[Stored items]
#####

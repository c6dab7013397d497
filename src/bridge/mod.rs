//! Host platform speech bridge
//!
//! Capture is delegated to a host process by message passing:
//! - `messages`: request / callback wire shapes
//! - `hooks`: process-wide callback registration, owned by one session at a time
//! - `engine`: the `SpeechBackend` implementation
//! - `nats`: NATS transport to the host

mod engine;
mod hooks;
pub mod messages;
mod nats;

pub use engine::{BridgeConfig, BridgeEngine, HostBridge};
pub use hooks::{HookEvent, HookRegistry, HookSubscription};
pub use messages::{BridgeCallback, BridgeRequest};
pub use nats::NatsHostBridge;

#####

## What needs to be done
Could you copy exactly the lines from the first line of the records above through the line containing "callback wire shapes", both included, and nothing else?

## Written answer
repository c6dab7013397d497
filename src/bridge/mod.rs
//! Host platform speech bridge
//!
//! Capture is delegated to a host process by message passing:
//! - `messages`: request / callback wire shapes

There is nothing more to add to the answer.